The question, in our view, is how you should play the bull market. Should you: (a) deploy your remaining cash reserves; (b) let the opportunities available in individual stocks determine whether you are fully or nearly fully invested; or (c) look for a pullback since the market has come so far so fast?
Our answer is all of the above: We're taking our Buy List's stock-market exposure to 96.8% because we want to add J.P. Morgan Chase ($47; JPM), but we're worried about a secondary correction and intend to dispose quickly of stocks we no longer view as top picks. Our Long-Term Buy List has 91.2% in stocks. Our posture, as usual, mostly reflects four considerations:
• The Dow Theory is not much help in timing secondary corrections, but it does provide some guidance on their potential magnitude. A typical one-third to two-thirds retracement of the rally since mid-November would put the Industrials at 13,500 to 13,000 and the Transports at 5,550 to 5,220.

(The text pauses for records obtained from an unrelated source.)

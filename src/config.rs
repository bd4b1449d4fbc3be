use std::{env, fmt::Display, str::FromStr, time::Duration};

use miette::Diagnostic;
use ranking::resolver::{ResolverConfig, DEFAULT_MARGIN, DEFAULT_MAX_ATTEMPTS};

pub const DEFAULT_LEADERBOARD_LIMIT: usize = 10;

#[derive(Debug, thiserror::Error, Diagnostic)]
pub enum Error {
    #[error("env var {name} is not set")]
    #[diagnostic(code(config::env_var_not_set), help("set it in the environment or in .env"))]
    EnvVarNotSet { name: &'static str },

    #[error("env var {name} has invalid value `{value}`: {reason}")]
    #[diagnostic(code(config::invalid_value))]
    InvalidValue {
        name: &'static str,
        value: String,
        reason: String,
    },
}

#[derive(Debug, Clone)]
pub struct Config {
    pub database_url: String,
    pub resolver: ResolverConfig,
    pub leaderboard_limit: usize,
}

impl Config {
    pub fn from_env() -> Result<Self, Error> {
        Self::from_lookup(|name| env::var(name).ok())
    }

    fn from_lookup<F>(lookup: F) -> Result<Self, Error>
    where
        F: Fn(&'static str) -> Option<String>,
    {
        let database_url = lookup("DATABASE_URL").ok_or(Error::EnvVarNotSet {
            name: "DATABASE_URL",
        })?;

        let margin: f64 = parse_var(&lookup, "TITLE_MARGIN", DEFAULT_MARGIN)?;
        if !margin.is_finite() || margin < 0.0 {
            return Err(Error::InvalidValue {
                name: "TITLE_MARGIN",
                value: margin.to_string(),
                reason: "must be a non-negative number".to_string(),
            });
        }

        let max_attempts: u32 = parse_var(&lookup, "MAX_ATTEMPTS", DEFAULT_MAX_ATTEMPTS)?;
        if max_attempts == 0 {
            return Err(Error::InvalidValue {
                name: "MAX_ATTEMPTS",
                value: max_attempts.to_string(),
                reason: "must be at least 1".to_string(),
            });
        }

        let backoff_ms: u64 = parse_var(&lookup, "RETRY_BACKOFF_MS", 5)?;

        Ok(Self {
            database_url,
            resolver: ResolverConfig {
                margin,
                max_attempts,
                initial_backoff: Duration::from_millis(backoff_ms),
                ..ResolverConfig::default()
            },
            leaderboard_limit: parse_var(&lookup, "LEADERBOARD_LIMIT", DEFAULT_LEADERBOARD_LIMIT)?,
        })
    }
}

fn parse_var<F, T>(lookup: &F, name: &'static str, default: T) -> Result<T, Error>
where
    F: Fn(&'static str) -> Option<String>,
    T: FromStr,
    T::Err: Display,
{
    match lookup(name) {
        Some(value) => value.trim().parse().map_err(|err: T::Err| Error::InvalidValue {
            name,
            reason: err.to_string(),
            value,
        }),
        None => Ok(default),
    }
}

#[cfg(test)]
mod tests {
    use std::collections::HashMap;

    use approx::assert_relative_eq;

    use super::*;

    fn config(vars: &[(&'static str, &str)]) -> Result<Config, Error> {
        let vars: HashMap<_, _> = vars
            .iter()
            .map(|(name, value)| (*name, value.to_string()))
            .collect();
        Config::from_lookup(|name| vars.get(name).cloned())
    }

    #[test]
    fn defaults_apply() {
        let config = config(&[("DATABASE_URL", "sqlite::memory:")]).unwrap();

        assert_eq!(config.database_url, "sqlite::memory:");
        assert_relative_eq!(config.resolver.margin, 0.1);
        assert_eq!(config.resolver.max_attempts, 5);
        assert_eq!(config.leaderboard_limit, 10);
    }

    #[test]
    fn overrides_are_parsed() {
        let config = config(&[
            ("DATABASE_URL", "postgres://localhost/kings"),
            ("TITLE_MARGIN", "0.5"),
            ("MAX_ATTEMPTS", "8"),
            ("RETRY_BACKOFF_MS", "20"),
            ("LEADERBOARD_LIMIT", "25"),
        ])
        .unwrap();

        assert_relative_eq!(config.resolver.margin, 0.5);
        assert_eq!(config.resolver.max_attempts, 8);
        assert_eq!(config.resolver.initial_backoff, Duration::from_millis(20));
        assert_eq!(config.leaderboard_limit, 25);
    }

    #[test]
    fn missing_database_url_is_an_error() {
        assert!(matches!(
            config(&[]),
            Err(Error::EnvVarNotSet {
                name: "DATABASE_URL"
            })
        ));
    }

    #[test]
    fn malformed_values_name_the_variable() {
        let err = config(&[("DATABASE_URL", "x"), ("MAX_ATTEMPTS", "many")]).unwrap_err();
        assert!(matches!(err, Error::InvalidValue { name: "MAX_ATTEMPTS", .. }));

        let err = config(&[("DATABASE_URL", "x"), ("TITLE_MARGIN", "-1")]).unwrap_err();
        assert!(matches!(err, Error::InvalidValue { name: "TITLE_MARGIN", .. }));

        let err = config(&[("DATABASE_URL", "x"), ("MAX_ATTEMPTS", "0")]).unwrap_err();
        assert!(matches!(err, Error::InvalidValue { name: "MAX_ATTEMPTS", .. }));
    }
}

• Valuations suggest stocks are neither particularly cheap nor particularly expensive, with the median stock in the S&P 500 Index trading at a 6% discount to 18-year norms based on trailing P/E ratio. Small and midcap stocks trade at slight premiums to long-term norms.

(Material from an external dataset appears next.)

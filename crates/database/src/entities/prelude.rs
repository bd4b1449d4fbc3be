pub use super::{catches::Entity as Catches, spots::Entity as Spots, territories::Entity as Territories};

• Sentiment numbers suggest investors have become a bit exuberant, with surveys of individual investors revealing a jump in the percentage of bulls. Likewise, inflows into mutual funds and exchange-traded funds have surged in 2013. Bullishness among investment newsletters has also jumped, with the percentage of bulls now exceeding the percentage of bears by more than 30% — historically a sign of excessive optimism, according to Investors Intelligence.

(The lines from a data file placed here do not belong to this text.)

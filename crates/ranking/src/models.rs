use std::{fmt::Display, str::FromStr};

use chrono::{DateTime, Utc};
use log::debug;
use serde::{Deserialize, Serialize};

use crate::units;

macro_rules! id_type {
    ($(#[$meta:meta])* $name:ident) => {
        $(#[$meta])*
        #[derive(
            Debug, Clone, Copy, PartialEq, Eq, PartialOrd, Ord, Hash, Serialize, Deserialize,
        )]
        #[serde(transparent)]
        pub struct $name(pub i32);

        impl Display for $name {
            fn fmt(&self, f: &mut std::fmt::Formatter<'_>) -> std::fmt::Result {
                write!(f, "{}", self.0)
            }
        }

        impl From<i32> for $name {
            fn from(id: i32) -> Self {
                Self(id)
            }
        }

        impl FromStr for $name {
            type Err = std::num::ParseIntError;

            fn from_str(s: &str) -> Result<Self, Self::Err> {
                s.trim().parse().map(Self)
            }
        }
    };
}

id_type!(
    /// An angler.
    UserId
);
id_type!(SpotId);
id_type!(CatchId);
id_type!(TerritoryId);

/// Optimistic-concurrency token of a spot row.
///
/// Every committed title change bumps it, so a write that carries a stale
/// version is rejected by the store.
#[derive(Debug, Clone, Copy, PartialEq, Eq, PartialOrd, Ord, Hash, Serialize, Deserialize)]
#[serde(transparent)]
pub struct Version(pub i64);

impl Version {
    pub const INITIAL: Version = Version(0);

    pub fn next(self) -> Self {
        Self(self.0 + 1)
    }
}

impl Display for Version {
    fn fmt(&self, f: &mut std::fmt::Formatter<'_>) -> std::fmt::Result {
        write!(f, "v{}", self.0)
    }
}

#[derive(Debug, Clone, PartialEq, Eq, Hash, Serialize, Deserialize)]
#[serde(from = "String", into = "String")]
pub enum SizeUnit {
    Millimeters,
    Centimeters,
    Meters,
    Inches,
    Feet,
    Grams,
    Kilograms,
    Ounces,
    Pounds,
    Other(String),
}

impl SizeUnit {
    pub fn code(&self) -> &str {
        match self {
            SizeUnit::Millimeters => "mm",
            SizeUnit::Centimeters => "cm",
            SizeUnit::Meters => "m",
            SizeUnit::Inches => "in",
            SizeUnit::Feet => "ft",
            SizeUnit::Grams => "g",
            SizeUnit::Kilograms => "kg",
            SizeUnit::Ounces => "oz",
            SizeUnit::Pounds => "lb",
            SizeUnit::Other(code) => code,
        }
    }

    pub fn is_length(&self) -> bool {
        matches!(
            self,
            SizeUnit::Millimeters
                | SizeUnit::Centimeters
                | SizeUnit::Meters
                | SizeUnit::Inches
                | SizeUnit::Feet
        )
    }
}

impl From<&str> for SizeUnit {
    fn from(code: &str) -> Self {
        match code.trim().to_lowercase().as_str() {
            "mm" => SizeUnit::Millimeters,
            "cm" => SizeUnit::Centimeters,
            "m" => SizeUnit::Meters,
            "in" => SizeUnit::Inches,
            "ft" => SizeUnit::Feet,
            "g" => SizeUnit::Grams,
            "kg" => SizeUnit::Kilograms,
            "oz" => SizeUnit::Ounces,
            "lb" | "lbs" => SizeUnit::Pounds,
            _ => SizeUnit::Other(code.trim().to_string()),
        }
    }
}

impl From<String> for SizeUnit {
    fn from(code: String) -> Self {
        SizeUnit::from(code.as_str())
    }
}

impl From<SizeUnit> for String {
    fn from(unit: SizeUnit) -> Self {
        unit.code().to_string()
    }
}

impl Display for SizeUnit {
    fn fmt(&self, f: &mut std::fmt::Formatter<'_>) -> std::fmt::Result {
        f.write_str(self.code())
    }
}

#[derive(Debug, Clone, PartialEq, Serialize, Deserialize)]
pub struct Size {
    pub value: f64,
    pub unit: SizeUnit,
}

impl Size {
    pub fn new(value: f64, unit: SizeUnit) -> Self {
        Self { value, unit }
    }

    pub fn cm(value: f64) -> Self {
        Self::new(value, SizeUnit::Centimeters)
    }

    /// Size in centimeters, or the raw value for units outside the length set.
    pub fn normalized(&self) -> f64 {
        units::normalize(self.value, &self.unit)
    }
}

impl Display for Size {
    fn fmt(&self, f: &mut std::fmt::Formatter<'_>) -> std::fmt::Result {
        write!(f, "{:.1}{}", self.value, self.unit)
    }
}

#[derive(Debug, Clone, Copy, PartialEq, Eq, Hash, Serialize, Deserialize)]
#[serde(rename_all = "snake_case")]
pub enum Visibility {
    Public,
    FriendsOnly,
    Private,
}

impl Visibility {
    pub fn as_str(&self) -> &'static str {
        match self {
            Visibility::Public => "public",
            Visibility::FriendsOnly => "friends_only",
            Visibility::Private => "private",
        }
    }
}

#[derive(Debug, thiserror::Error)]
#[error("unknown visibility `{0}`")]
pub struct UnknownVisibility(pub String);

impl FromStr for Visibility {
    type Err = UnknownVisibility;

    fn from_str(s: &str) -> Result<Self, Self::Err> {
        match s.trim() {
            "public" => Ok(Visibility::Public),
            "friends_only" => Ok(Visibility::FriendsOnly),
            "private" => Ok(Visibility::Private),
            other => Err(UnknownVisibility(other.to_string())),
        }
    }
}

impl Display for Visibility {
    fn fmt(&self, f: &mut std::fmt::Formatter<'_>) -> std::fmt::Result {
        f.write_str(self.as_str())
    }
}

/// A logged catch. Size and species never change once stored.
#[derive(Debug, Clone, PartialEq, Serialize, Deserialize)]
pub struct Catch {
    pub id: CatchId,
    pub owner: UserId,
    pub spot: Option<SpotId>,
    pub species: String,
    pub size: Size,
    pub visibility: Visibility,
    pub created_at: DateTime<Utc>,
}

impl Display for Catch {
    fn fmt(&self, f: &mut std::fmt::Formatter<'_>) -> std::fmt::Result {
        write!(f, "{} ({}) by {}", self.species, self.size, self.owner)
    }
}

/// A catch that has not been persisted yet.
#[derive(Debug, Clone, PartialEq, Serialize, Deserialize)]
pub struct NewCatch {
    pub owner: UserId,
    pub spot: Option<SpotId>,
    pub species: String,
    pub size: Size,
    pub visibility: Visibility,
    pub created_at: DateTime<Utc>,
}

impl NewCatch {
    pub fn with_id(self, id: CatchId) -> Catch {
        Catch {
            id,
            owner: self.owner,
            spot: self.spot,
            species: self.species,
            size: self.size,
            visibility: self.visibility,
            created_at: self.created_at,
        }
    }
}

/// The consistent view of a spot's title fields.
#[derive(Debug, Clone, PartialEq, Serialize, Deserialize)]
pub struct SpotTitle {
    pub king: UserId,
    pub best_catch: CatchId,
    pub best_size: Size,
}

impl SpotTitle {
    pub fn for_catch(catch: &Catch) -> Self {
        Self {
            king: catch.owner,
            best_catch: catch.id,
            best_size: catch.size.clone(),
        }
    }
}

/// A spot as stored.
///
/// The title fields are kept as they come out of the store so that rows
/// violating the "king iff best catch" rule can still be loaded. Use
/// [`Spot::title`] to read them.
#[derive(Debug, Clone, PartialEq, Serialize, Deserialize)]
pub struct Spot {
    pub id: SpotId,
    pub territory: Option<TerritoryId>,
    pub king: Option<UserId>,
    pub best_catch: Option<CatchId>,
    pub best_size: Option<Size>,
}

impl Spot {
    pub fn untitled(id: SpotId, territory: Option<TerritoryId>) -> Self {
        Self {
            id,
            territory,
            king: None,
            best_catch: None,
            best_size: None,
        }
    }

    pub fn with_title(mut self, title: SpotTitle) -> Self {
        self.king = Some(title.king);
        self.best_catch = Some(title.best_catch);
        self.best_size = Some(title.best_size);
        self
    }

    /// Current title, or `None` when the spot is untitled or its title fields
    /// disagree with each other.
    pub fn title(&self) -> Option<SpotTitle> {
        match (self.king, self.best_catch) {
            (Some(king), Some(best_catch)) => Some(SpotTitle {
                king,
                best_catch,
                // a missing size compares like an empty spot
                best_size: self
                    .best_size
                    .clone()
                    .unwrap_or_else(|| Size::cm(0.0)),
            }),
            (None, None) => None,
            (king, best_catch) => {
                debug!(
                    "Spot {} has inconsistent title (king: {:?}, best catch: {:?}), reading it as untitled",
                    self.id, king, best_catch
                );
                None
            }
        }
    }

    /// Exactly one of king and best catch is set.
    pub fn has_inconsistent_title(&self) -> bool {
        self.king.is_some() != self.best_catch.is_some()
    }
}

/// A spot record together with the version it was read at.
#[derive(Debug, Clone, PartialEq)]
pub struct Versioned<T> {
    pub value: T,
    pub version: Version,
}

#[derive(Debug, Clone, PartialEq, Serialize, Deserialize)]
pub struct Territory {
    pub id: TerritoryId,
    pub name: String,
    pub spots: Vec<SpotId>,
}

• Our Intermediate potential risk indicator, based on the percentage of New York Stock Exchange stocks trading above their 200-day moving averages, has jumped to 82% — higher than 92% of the daily observations since January 1989. Historically, a reading above 70% has indicated a higher-than-normal risk of a secondary correction.
A near-term correction is possible, but we expect stocks to move higher this year and are maintaining a mostly invested posture. Magna International ($53; MGA) offers a top pick for new buying.